## [TASK PROMPT]
Start at the line with "Optional YAML configuration" in the records below, stop at the line with "config names one", and return every line in that span exactly, the two end lines included.

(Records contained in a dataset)
----------------------------------------

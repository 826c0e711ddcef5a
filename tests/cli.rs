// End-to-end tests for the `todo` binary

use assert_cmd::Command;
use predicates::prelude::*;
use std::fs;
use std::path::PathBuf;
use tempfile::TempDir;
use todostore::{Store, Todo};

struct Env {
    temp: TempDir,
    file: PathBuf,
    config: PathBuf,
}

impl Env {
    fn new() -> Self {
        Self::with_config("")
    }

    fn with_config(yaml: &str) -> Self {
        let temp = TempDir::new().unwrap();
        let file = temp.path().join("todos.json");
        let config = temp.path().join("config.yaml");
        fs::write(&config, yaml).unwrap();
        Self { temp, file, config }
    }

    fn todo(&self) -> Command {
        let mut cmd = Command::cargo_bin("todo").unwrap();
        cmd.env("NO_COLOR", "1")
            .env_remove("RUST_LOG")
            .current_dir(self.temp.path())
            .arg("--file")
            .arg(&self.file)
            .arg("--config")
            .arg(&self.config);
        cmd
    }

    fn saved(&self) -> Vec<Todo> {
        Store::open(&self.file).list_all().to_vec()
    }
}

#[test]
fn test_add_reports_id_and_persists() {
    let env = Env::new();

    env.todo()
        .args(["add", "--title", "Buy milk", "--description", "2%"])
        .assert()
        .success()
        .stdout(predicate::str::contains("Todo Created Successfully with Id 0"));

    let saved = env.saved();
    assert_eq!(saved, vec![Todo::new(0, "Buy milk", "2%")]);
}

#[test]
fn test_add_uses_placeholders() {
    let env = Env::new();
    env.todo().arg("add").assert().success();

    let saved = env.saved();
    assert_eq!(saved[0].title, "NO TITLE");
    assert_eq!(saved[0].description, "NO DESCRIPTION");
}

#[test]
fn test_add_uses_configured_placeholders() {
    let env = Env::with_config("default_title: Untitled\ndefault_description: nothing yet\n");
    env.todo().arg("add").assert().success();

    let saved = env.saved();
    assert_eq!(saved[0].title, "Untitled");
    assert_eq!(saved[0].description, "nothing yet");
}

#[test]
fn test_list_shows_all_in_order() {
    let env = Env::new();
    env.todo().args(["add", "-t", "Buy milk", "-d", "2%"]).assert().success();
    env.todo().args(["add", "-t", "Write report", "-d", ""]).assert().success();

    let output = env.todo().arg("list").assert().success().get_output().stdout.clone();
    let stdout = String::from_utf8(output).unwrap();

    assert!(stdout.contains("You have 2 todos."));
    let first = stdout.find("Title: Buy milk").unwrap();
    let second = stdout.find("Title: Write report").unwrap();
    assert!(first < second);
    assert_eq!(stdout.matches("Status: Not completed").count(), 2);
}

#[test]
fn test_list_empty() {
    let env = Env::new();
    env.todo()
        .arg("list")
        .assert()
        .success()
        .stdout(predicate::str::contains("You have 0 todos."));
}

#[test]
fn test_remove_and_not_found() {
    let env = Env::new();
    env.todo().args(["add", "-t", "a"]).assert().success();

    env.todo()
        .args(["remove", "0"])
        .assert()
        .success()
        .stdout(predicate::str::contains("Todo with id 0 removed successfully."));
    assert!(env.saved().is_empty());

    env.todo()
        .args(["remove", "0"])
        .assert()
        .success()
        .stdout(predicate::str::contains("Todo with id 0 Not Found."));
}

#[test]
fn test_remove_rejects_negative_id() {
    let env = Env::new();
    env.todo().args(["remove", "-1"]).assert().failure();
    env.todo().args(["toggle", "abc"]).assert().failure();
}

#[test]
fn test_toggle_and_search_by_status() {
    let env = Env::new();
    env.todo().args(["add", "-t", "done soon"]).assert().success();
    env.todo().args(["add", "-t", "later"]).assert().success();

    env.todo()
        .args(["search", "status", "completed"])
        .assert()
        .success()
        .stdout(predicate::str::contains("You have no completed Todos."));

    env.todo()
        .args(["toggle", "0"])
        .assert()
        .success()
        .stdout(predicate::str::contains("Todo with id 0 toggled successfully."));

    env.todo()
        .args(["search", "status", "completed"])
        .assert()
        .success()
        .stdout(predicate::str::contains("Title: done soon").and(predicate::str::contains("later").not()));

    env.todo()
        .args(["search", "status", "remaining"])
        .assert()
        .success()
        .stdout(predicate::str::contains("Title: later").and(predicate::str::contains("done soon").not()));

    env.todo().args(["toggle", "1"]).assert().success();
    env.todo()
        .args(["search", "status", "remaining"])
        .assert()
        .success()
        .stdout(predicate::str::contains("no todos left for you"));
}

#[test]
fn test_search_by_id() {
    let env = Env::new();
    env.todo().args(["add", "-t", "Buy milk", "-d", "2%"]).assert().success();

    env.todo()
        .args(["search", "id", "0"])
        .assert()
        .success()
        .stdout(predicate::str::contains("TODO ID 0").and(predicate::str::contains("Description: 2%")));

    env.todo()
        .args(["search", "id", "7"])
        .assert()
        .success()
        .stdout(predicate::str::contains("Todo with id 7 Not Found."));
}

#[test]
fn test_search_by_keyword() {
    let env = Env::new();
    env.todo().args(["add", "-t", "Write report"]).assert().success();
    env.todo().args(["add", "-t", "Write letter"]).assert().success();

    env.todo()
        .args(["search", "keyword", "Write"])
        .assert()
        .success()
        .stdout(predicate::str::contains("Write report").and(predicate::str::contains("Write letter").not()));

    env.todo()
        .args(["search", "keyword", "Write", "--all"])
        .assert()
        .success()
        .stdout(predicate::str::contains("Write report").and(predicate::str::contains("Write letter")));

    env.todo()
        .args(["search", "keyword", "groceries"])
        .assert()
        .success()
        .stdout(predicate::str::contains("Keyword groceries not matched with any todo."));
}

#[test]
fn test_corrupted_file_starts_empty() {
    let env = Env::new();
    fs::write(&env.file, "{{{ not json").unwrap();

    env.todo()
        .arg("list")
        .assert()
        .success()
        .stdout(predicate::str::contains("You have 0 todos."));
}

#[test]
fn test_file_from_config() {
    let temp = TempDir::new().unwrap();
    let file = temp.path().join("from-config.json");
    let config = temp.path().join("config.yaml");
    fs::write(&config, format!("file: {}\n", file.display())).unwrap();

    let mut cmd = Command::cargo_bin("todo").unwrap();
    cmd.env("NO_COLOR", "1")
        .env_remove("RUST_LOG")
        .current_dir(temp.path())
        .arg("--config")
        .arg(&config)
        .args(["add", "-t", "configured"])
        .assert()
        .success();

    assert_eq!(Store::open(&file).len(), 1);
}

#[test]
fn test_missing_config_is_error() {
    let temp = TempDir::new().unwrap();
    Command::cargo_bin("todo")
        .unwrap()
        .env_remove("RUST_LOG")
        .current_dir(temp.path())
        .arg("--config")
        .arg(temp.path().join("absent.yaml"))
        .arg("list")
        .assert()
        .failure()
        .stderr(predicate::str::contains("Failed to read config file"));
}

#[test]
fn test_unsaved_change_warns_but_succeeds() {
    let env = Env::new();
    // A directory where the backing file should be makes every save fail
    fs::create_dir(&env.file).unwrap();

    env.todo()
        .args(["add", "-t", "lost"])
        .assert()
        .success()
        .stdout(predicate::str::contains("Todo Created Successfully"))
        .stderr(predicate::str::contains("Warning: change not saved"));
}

----------------------------------------

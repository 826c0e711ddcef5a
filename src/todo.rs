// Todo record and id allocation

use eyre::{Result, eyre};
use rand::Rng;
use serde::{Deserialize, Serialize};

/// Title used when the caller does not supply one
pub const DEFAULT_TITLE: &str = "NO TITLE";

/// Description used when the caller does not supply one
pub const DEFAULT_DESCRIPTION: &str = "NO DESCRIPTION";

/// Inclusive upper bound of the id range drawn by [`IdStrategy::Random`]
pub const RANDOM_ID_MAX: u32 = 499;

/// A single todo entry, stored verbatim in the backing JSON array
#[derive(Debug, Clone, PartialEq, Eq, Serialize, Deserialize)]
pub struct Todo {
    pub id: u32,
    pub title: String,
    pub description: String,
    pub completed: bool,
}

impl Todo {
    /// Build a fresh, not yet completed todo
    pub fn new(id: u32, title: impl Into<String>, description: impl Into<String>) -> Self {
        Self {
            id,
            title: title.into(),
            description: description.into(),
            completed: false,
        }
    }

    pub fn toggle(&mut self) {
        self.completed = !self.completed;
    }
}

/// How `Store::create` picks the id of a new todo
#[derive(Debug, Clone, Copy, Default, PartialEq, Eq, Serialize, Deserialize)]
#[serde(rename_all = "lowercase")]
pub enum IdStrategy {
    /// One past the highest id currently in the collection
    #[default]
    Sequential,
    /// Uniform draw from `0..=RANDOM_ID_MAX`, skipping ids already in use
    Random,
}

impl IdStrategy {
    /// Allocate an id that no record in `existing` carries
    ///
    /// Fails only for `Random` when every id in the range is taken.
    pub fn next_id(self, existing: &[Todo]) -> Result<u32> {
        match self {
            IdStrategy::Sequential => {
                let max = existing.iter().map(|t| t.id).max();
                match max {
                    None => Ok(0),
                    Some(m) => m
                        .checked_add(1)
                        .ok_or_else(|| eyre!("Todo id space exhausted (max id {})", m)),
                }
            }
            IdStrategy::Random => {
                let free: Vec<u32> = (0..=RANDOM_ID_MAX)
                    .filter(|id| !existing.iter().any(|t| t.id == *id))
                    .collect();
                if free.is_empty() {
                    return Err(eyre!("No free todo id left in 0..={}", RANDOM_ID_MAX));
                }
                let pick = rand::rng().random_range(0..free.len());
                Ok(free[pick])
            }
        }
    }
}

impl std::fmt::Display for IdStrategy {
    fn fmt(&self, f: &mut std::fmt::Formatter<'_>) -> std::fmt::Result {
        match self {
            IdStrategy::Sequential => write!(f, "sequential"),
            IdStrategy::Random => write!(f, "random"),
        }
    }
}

----------------------------------------

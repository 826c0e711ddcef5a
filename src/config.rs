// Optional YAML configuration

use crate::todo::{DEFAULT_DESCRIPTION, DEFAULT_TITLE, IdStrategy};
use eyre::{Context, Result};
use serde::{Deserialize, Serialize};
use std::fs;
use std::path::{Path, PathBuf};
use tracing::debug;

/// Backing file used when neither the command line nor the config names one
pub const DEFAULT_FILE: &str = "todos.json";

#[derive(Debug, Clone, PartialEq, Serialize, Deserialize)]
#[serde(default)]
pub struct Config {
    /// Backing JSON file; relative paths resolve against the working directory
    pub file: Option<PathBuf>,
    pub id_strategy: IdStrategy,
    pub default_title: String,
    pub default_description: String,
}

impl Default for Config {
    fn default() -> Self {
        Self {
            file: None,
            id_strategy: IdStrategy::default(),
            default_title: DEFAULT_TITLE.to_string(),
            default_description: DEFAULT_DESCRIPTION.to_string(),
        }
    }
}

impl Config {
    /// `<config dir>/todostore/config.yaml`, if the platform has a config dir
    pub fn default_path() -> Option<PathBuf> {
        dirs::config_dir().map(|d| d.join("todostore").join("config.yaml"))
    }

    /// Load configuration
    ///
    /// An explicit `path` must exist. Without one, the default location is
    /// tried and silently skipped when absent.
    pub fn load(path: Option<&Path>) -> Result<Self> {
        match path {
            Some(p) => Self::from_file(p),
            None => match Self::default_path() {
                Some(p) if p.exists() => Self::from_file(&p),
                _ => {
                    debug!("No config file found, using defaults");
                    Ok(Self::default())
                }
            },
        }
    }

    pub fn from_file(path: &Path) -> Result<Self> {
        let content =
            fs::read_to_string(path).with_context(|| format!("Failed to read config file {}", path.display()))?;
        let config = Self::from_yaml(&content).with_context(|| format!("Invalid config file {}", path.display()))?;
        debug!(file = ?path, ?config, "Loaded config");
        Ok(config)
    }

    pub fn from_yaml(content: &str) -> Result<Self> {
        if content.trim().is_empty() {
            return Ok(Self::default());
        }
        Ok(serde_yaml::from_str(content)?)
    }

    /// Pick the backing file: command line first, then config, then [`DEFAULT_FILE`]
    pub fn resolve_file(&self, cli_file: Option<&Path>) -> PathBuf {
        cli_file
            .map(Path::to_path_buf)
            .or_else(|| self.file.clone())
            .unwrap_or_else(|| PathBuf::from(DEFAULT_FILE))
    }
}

----------------------------------------

## [EXPECTED ANSWER]
// Optional YAML configuration

use crate::todo::{DEFAULT_DESCRIPTION, DEFAULT_TITLE, IdStrategy};
use eyre::{Context, Result};
use serde::{Deserialize, Serialize};
use std::fs;
use std::path::{Path, PathBuf};
use tracing::debug;

/// Backing file used when neither the command line nor the config names one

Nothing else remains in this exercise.